◆ Goal of the exercise ◆
Lines below starting with the line with "return HashMap::new();" and going on through the line with "let mut running_min = 1.0f64;" must be output exactly; the rest of the records must be left out.
■ ■ ■ ■
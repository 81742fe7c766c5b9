// Copyright 2025 N. Dornseif
//
// Dual-licensed under Apache 2.0 and MIT terms.

//! Benjamini-Hochberg q-value adjustment and Stouffer aggregation into GDI.

use std::collections::{BTreeMap, HashMap};

use crate::model::{CombinedStats, WindowSummary};

/// Benjamini-Hochberg step-down adjustment.
///
/// Walks ranks from highest to lowest, maintaining a running minimum of
/// `p * m / rank`, so the result is monotone non-decreasing as rank
/// decreases (ties broken by insertion order).
pub fn apply_bh(p_values: &HashMap<String, f64>) -> HashMap<String, f64> {
    let m = p_values.len();
    if m == 0 {
        return HashMap::new();
    }
    let mut sorted: Vec<(&String, &f64)> = p_values.iter().collect();
    sorted.sort_by(|a, b| a.1.partial_cmp(b.1).unwrap_or(std::cmp::Ordering::Equal));

    let mut adjusted = HashMap::with_capacity(m);
    let mut running_min = 1.0f64;
    for (rank, (key, &p)) in sorted.iter().enumerate().rev() {
        let rank = rank + 1;
        let coeff = (p * m as f64) / rank as f64;
        running_min = running_min.min(coeff);
        adjusted.insert((*key).clone(), running_min.min(1.0));
    }
    adjusted
}

/// Stouffer combination: `Z = sum(z) / sqrt(m)`.
pub fn stouffer_z(scores: &[f64]) -> f64 {
    if scores.is_empty() {
        return 0.0;
    }
    let sum: f64 = scores.iter().sum();
    sum / (scores.len() as f64).sqrt()
}

/// Builds the tick's [`CombinedStats`] from the per-window summaries
/// produced by the battery, ordered by window size ascending.
pub fn build_combined_stats(summaries: BTreeMap<usize, WindowSummary>) -> CombinedStats {
    let mut ordered: Vec<WindowSummary> = summaries.into_values().collect();
    ordered.sort_by_key(|summary| summary.window);

    let all_results: Vec<_> = ordered.iter().flat_map(|s| s.tests.iter()).collect();
    if all_results.is_empty() {
        return CombinedStats {
            gdi: 0.0,
            q_values: HashMap::new(),
            window_summaries: ordered,
        };
    }

    let p_values: HashMap<String, f64> = all_results
        .iter()
        .map(|result| (result.key(), result.p_value))
        .collect();
    let q_values = apply_bh(&p_values);

    for summary in ordered.iter_mut() {
        summary.q_values = summary
            .tests
            .iter()
            .map(|result| {
                let key = result.key();
                let q = *q_values.get(&key).unwrap_or(&1.0);
                (key, q)
            })
            .collect();
    }

    let z_scores: Vec<f64> = all_results.iter().map(|r| r.z_score).collect();
    let gdi = stouffer_z(&z_scores);

    CombinedStats {
        gdi,
        q_values,
        window_summaries: ordered,
    }
}

#[cfg(test)]
mod tests {
    use super::*;
    use crate::model::TestResult;

    #[test]
    fn empty_input_yields_zeroed_stats() {
        let combined = build_combined_stats(BTreeMap::new());
        assert_eq!(combined.gdi, 0.0);
        assert!(combined.q_values.is_empty());
        assert!(combined.window_summaries.is_empty());
    }

    #[test]
    fn bh_adjustment_is_monotone_in_rank() {
        let mut p = HashMap::new();
        p.insert("a".to_string(), 0.001);
        p.insert("b".to_string(), 0.01);
        p.insert("c".to_string(), 0.5);
        let q = apply_bh(&p);
        assert!(q["a"] <= q["b"]);
        assert!(q["b"] <= q["c"]);
        for value in q.values() {
            assert!((0.0..=1.0).contains(value));
        }
    }

    #[test]
    fn stouffer_z_matches_formula_and_is_permutation_invariant() {
        let scores = vec![1.0, 2.0, -0.5];
        let expected = scores.iter().sum::<f64>() / (scores.len() as f64).sqrt();
        assert!((stouffer_z(&scores) - expected).abs() < 1e-12);

        let mut permuted = scores.clone();
        permuted.reverse();
        assert_eq!(stouffer_z(&scores), stouffer_z(&permuted));
    }

    #[test]
    fn combine_is_idempotent() {
        let mut summaries = BTreeMap::new();
        summaries.insert(
            8,
            WindowSummary::new(8, vec![TestResult::new("monobit", 8, 0.2, 1.3)]),
        );
        let first = build_combined_stats(summaries.clone());
        let second = build_combined_stats(summaries);
        assert_eq!(first.gdi, second.gdi);
        assert_eq!(first.q_values, second.q_values);
    }

    #[test]
    fn q_map_domain_equals_union_of_keys() {
        let mut summaries = BTreeMap::new();
        summaries.insert(
            8,
            WindowSummary::new(
                8,
                vec![
                    TestResult::new("monobit", 8, 0.2, 1.3),
                    TestResult::new("runs", 8, 0.9, 0.1),
                ],
            ),
        );
        summaries.insert(16, WindowSummary::new(16, vec![TestResult::new("serial", 16, 0.05, 2.0)]));
        let combined = build_combined_stats(summaries);
        let mut expected_keys: Vec<String> = combined
            .window_summaries
            .iter()
            .flat_map(|s| s.tests.iter().map(|t| t.key()))
            .collect();
        expected_keys.sort();
        let mut q_keys: Vec<String> = combined.q_values.keys().cloned().collect();
        q_keys.sort();
        assert_eq!(expected_keys, q_keys);
    }
}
■ ■ ■ ■
◆ Written reply ◆
        return HashMap::new();
    }
    let mut sorted: Vec<(&String, &f64)> = p_values.iter().collect();
    sorted.sort_by(|a, b| a.1.partial_cmp(b.1).unwrap_or(std::cmp::Ordering::Equal));

    let mut adjusted = HashMap::with_capacity(m);
    let mut running_min = 1.0f64;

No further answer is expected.